↓
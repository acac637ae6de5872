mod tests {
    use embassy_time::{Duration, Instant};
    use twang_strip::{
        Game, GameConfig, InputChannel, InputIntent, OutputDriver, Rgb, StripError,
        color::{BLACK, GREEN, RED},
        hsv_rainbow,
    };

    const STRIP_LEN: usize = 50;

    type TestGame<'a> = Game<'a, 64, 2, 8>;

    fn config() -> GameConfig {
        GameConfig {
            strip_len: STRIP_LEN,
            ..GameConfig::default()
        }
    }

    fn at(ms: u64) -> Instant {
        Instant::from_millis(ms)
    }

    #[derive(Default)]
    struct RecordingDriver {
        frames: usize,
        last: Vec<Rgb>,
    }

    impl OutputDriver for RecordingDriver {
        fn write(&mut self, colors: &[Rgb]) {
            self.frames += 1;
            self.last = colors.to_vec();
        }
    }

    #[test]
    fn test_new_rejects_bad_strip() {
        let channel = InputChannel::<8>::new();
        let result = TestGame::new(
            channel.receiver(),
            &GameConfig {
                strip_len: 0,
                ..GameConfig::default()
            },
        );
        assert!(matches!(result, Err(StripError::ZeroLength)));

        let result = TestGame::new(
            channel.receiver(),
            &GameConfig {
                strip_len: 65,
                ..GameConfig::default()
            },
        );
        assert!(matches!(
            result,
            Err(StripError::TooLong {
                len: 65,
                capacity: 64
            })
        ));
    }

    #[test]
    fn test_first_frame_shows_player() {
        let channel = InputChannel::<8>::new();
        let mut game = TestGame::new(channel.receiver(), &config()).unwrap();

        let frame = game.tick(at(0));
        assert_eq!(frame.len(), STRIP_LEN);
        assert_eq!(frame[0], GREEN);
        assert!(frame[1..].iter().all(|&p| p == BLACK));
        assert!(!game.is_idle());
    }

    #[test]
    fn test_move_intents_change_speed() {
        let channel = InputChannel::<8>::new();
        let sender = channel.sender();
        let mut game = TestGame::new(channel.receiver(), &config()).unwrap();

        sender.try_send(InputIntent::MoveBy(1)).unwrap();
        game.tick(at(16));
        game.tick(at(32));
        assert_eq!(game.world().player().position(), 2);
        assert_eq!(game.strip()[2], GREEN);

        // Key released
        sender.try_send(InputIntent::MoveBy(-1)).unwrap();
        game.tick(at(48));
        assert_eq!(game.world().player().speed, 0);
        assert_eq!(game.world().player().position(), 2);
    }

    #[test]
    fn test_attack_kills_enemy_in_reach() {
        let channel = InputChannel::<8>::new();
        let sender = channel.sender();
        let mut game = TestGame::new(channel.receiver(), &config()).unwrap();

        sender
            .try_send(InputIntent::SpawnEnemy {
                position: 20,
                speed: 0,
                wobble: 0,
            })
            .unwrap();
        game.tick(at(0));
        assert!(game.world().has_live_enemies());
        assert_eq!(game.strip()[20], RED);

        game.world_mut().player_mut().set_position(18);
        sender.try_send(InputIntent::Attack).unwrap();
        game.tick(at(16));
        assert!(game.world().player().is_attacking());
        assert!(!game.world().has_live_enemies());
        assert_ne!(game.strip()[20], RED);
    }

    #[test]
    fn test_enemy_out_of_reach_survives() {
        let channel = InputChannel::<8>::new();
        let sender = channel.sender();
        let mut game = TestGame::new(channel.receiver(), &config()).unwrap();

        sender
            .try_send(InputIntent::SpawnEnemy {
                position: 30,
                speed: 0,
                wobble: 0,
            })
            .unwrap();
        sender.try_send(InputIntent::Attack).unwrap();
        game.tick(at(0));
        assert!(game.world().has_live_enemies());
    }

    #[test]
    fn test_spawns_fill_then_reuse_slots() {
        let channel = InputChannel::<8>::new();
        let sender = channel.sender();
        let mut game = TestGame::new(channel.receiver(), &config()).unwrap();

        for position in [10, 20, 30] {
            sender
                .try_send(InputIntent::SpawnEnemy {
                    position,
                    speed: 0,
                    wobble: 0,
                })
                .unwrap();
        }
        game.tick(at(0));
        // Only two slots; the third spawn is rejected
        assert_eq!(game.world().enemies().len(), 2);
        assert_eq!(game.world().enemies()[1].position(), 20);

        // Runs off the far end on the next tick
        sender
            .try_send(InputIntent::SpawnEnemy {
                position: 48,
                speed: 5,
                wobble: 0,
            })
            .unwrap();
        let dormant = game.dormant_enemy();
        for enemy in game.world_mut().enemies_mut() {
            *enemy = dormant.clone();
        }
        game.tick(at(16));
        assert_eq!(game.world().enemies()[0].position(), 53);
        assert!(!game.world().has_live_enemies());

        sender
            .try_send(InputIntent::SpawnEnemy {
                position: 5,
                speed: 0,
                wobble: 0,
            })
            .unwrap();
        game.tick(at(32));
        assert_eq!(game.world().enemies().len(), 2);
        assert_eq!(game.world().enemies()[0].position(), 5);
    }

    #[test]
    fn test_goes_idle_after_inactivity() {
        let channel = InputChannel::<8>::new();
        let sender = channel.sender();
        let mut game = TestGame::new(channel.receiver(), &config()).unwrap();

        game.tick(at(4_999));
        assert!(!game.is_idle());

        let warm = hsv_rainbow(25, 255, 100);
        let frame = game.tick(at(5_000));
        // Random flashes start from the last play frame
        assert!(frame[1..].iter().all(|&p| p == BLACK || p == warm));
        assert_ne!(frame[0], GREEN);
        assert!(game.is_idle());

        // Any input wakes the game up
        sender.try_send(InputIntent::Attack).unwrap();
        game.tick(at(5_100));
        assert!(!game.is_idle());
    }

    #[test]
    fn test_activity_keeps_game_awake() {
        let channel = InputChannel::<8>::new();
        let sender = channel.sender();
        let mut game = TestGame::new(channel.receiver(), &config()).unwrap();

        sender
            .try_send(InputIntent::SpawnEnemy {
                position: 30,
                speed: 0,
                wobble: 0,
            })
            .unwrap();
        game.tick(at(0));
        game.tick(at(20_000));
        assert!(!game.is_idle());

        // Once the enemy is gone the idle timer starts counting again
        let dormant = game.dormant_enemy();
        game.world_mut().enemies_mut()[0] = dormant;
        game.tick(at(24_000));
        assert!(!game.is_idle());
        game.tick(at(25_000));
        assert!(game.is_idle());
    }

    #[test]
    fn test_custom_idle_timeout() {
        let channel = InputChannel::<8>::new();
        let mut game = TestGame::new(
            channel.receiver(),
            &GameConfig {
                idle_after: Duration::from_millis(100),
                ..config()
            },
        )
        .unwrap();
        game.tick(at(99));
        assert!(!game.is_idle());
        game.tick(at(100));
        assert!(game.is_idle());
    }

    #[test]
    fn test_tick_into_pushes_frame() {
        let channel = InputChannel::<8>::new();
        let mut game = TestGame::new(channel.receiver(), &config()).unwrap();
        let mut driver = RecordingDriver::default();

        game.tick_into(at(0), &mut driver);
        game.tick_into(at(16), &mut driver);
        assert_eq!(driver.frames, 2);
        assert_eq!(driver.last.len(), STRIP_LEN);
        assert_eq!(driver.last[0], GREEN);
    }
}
↑
↓
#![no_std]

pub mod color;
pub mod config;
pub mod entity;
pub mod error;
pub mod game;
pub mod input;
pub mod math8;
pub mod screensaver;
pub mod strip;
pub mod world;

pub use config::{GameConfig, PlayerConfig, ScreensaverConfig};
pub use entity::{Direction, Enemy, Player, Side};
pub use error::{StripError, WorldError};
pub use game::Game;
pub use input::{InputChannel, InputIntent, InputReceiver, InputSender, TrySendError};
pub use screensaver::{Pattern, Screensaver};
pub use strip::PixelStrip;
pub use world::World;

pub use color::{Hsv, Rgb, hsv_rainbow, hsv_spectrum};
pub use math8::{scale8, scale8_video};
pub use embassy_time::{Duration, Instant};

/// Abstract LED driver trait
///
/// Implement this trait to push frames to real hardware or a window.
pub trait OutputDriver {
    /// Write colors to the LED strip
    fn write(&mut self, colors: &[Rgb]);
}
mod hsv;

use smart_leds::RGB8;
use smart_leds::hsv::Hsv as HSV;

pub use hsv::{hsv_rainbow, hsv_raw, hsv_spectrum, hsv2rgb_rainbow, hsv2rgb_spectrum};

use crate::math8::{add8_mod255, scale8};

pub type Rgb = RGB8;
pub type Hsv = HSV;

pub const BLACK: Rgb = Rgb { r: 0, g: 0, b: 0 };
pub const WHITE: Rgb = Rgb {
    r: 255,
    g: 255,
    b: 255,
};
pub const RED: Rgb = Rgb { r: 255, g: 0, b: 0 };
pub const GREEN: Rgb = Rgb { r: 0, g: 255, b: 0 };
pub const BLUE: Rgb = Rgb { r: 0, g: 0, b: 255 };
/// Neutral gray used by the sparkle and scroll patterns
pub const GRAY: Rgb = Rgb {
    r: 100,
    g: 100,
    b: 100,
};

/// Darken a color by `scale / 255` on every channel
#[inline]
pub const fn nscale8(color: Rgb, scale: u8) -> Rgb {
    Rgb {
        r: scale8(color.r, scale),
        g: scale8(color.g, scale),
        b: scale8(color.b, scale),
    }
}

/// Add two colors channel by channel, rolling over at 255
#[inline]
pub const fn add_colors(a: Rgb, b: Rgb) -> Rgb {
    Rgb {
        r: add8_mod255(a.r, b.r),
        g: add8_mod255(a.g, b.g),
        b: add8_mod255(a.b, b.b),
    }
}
↑
Where the line holding "repository acac637ae6de5872" appears in the listing above, start reproducing exactly, and end with the line holding "let frame = game.tick(at(0));".

* [Response to this task]
repository acac637ae6de5872
mod tests {
    use embassy_time::{Duration, Instant};
    use twang_strip::{
        Game, GameConfig, InputChannel, InputIntent, OutputDriver, Rgb, StripError,
        color::{BLACK, GREEN, RED},
        hsv_rainbow,
    };

    const STRIP_LEN: usize = 50;

    type TestGame<'a> = Game<'a, 64, 2, 8>;

    fn config() -> GameConfig {
        GameConfig {
            strip_len: STRIP_LEN,
            ..GameConfig::default()
        }
    }

    fn at(ms: u64) -> Instant {
        Instant::from_millis(ms)
    }

    #[derive(Default)]
    struct RecordingDriver {
        frames: usize,
        last: Vec<Rgb>,
    }

    impl OutputDriver for RecordingDriver {
        fn write(&mut self, colors: &[Rgb]) {
            self.frames += 1;
            self.last = colors.to_vec();
        }
    }

    #[test]
    fn test_new_rejects_bad_strip() {
        let channel = InputChannel::<8>::new();
        let result = TestGame::new(
            channel.receiver(),
            &GameConfig {
                strip_len: 0,
                ..GameConfig::default()
            },
        );
        assert!(matches!(result, Err(StripError::ZeroLength)));

        let result = TestGame::new(
            channel.receiver(),
            &GameConfig {
                strip_len: 65,
                ..GameConfig::default()
            },
        );
        assert!(matches!(
            result,
            Err(StripError::TooLong {
                len: 65,
                capacity: 64
            })
        ));
    }

    #[test]
    fn test_first_frame_shows_player() {
        let channel = InputChannel::<8>::new();
        let mut game = TestGame::new(channel.receiver(), &config()).unwrap();

        let frame = game.tick(at(0));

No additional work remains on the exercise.